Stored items
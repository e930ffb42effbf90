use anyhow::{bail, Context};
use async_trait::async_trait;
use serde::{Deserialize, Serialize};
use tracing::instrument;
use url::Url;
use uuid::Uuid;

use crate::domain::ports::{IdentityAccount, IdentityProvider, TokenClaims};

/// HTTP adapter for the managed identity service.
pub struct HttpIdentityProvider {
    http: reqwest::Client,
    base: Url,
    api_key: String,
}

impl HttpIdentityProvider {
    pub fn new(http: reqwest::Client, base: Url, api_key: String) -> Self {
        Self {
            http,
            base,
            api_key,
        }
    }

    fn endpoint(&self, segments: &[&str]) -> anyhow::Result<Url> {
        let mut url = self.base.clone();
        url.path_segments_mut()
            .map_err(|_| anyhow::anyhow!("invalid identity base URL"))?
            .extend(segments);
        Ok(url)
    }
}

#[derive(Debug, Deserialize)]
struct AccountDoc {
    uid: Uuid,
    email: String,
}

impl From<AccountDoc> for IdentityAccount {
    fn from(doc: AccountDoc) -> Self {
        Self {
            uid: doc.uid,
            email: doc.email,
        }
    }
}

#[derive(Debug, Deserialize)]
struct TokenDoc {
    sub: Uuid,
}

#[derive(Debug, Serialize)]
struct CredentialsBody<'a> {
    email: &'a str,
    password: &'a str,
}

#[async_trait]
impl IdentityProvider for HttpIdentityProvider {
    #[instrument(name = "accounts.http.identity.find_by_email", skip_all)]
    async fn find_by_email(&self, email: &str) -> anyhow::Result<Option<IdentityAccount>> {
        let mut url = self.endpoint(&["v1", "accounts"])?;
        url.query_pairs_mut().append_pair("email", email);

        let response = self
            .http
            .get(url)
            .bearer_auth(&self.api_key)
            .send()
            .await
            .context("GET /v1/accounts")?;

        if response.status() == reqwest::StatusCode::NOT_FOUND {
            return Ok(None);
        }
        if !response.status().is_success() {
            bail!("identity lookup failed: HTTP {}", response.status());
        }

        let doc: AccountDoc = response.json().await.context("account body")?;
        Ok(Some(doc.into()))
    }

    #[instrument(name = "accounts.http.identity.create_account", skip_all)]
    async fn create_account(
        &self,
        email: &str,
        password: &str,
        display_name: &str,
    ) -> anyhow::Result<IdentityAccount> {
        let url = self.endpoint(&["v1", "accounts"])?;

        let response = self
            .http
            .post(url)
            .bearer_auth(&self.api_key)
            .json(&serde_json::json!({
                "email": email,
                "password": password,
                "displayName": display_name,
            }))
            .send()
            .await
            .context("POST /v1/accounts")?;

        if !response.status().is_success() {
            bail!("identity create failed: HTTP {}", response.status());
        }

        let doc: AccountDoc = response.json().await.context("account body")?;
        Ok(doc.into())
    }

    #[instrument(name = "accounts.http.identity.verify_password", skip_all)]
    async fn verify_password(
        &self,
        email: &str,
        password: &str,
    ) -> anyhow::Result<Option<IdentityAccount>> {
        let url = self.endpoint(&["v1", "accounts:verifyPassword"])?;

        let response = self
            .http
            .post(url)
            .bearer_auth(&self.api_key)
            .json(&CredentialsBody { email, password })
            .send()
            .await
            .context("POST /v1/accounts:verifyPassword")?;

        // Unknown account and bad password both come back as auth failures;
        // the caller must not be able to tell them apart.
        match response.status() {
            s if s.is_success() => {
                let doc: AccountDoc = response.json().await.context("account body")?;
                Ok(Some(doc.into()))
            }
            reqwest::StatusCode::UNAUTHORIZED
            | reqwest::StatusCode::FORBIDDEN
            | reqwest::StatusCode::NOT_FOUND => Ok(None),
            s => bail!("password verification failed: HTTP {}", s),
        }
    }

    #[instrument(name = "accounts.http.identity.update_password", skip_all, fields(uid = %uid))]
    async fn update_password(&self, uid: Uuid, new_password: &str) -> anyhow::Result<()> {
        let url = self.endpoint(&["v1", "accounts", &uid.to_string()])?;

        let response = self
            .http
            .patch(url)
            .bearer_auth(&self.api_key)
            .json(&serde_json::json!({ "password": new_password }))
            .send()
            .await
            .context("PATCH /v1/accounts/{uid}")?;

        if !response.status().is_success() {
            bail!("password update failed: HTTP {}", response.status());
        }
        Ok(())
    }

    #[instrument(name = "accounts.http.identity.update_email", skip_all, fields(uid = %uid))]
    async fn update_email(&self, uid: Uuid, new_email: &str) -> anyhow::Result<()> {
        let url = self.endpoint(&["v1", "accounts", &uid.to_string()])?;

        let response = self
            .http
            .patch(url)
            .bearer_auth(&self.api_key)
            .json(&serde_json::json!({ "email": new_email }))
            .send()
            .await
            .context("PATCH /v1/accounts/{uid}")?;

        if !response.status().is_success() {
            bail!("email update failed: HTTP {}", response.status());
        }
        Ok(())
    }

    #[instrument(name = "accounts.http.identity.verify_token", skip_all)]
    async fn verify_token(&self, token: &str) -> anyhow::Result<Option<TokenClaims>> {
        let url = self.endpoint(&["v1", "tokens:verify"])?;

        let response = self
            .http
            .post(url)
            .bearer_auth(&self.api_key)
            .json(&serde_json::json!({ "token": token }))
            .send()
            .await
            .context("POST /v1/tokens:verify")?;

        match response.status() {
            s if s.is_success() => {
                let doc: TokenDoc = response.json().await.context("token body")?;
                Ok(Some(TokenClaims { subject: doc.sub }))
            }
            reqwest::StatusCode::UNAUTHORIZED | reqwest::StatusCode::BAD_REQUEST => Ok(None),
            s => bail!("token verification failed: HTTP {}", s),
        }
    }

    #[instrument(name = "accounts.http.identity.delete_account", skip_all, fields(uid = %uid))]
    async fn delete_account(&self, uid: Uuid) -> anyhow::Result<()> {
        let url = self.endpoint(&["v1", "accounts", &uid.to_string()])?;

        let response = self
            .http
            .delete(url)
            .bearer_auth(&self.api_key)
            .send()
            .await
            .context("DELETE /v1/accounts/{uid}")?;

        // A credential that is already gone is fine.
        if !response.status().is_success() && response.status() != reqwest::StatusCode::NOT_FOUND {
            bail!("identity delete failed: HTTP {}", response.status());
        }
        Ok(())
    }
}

--- WHAT YOU WILL DO ---
Wherever "HttpIdentityProvider" turns up in the records, copy the whole line.

--- ANSWER TO THIS TASK ---
pub struct HttpIdentityProvider {
impl HttpIdentityProvider {
impl IdentityProvider for HttpIdentityProvider {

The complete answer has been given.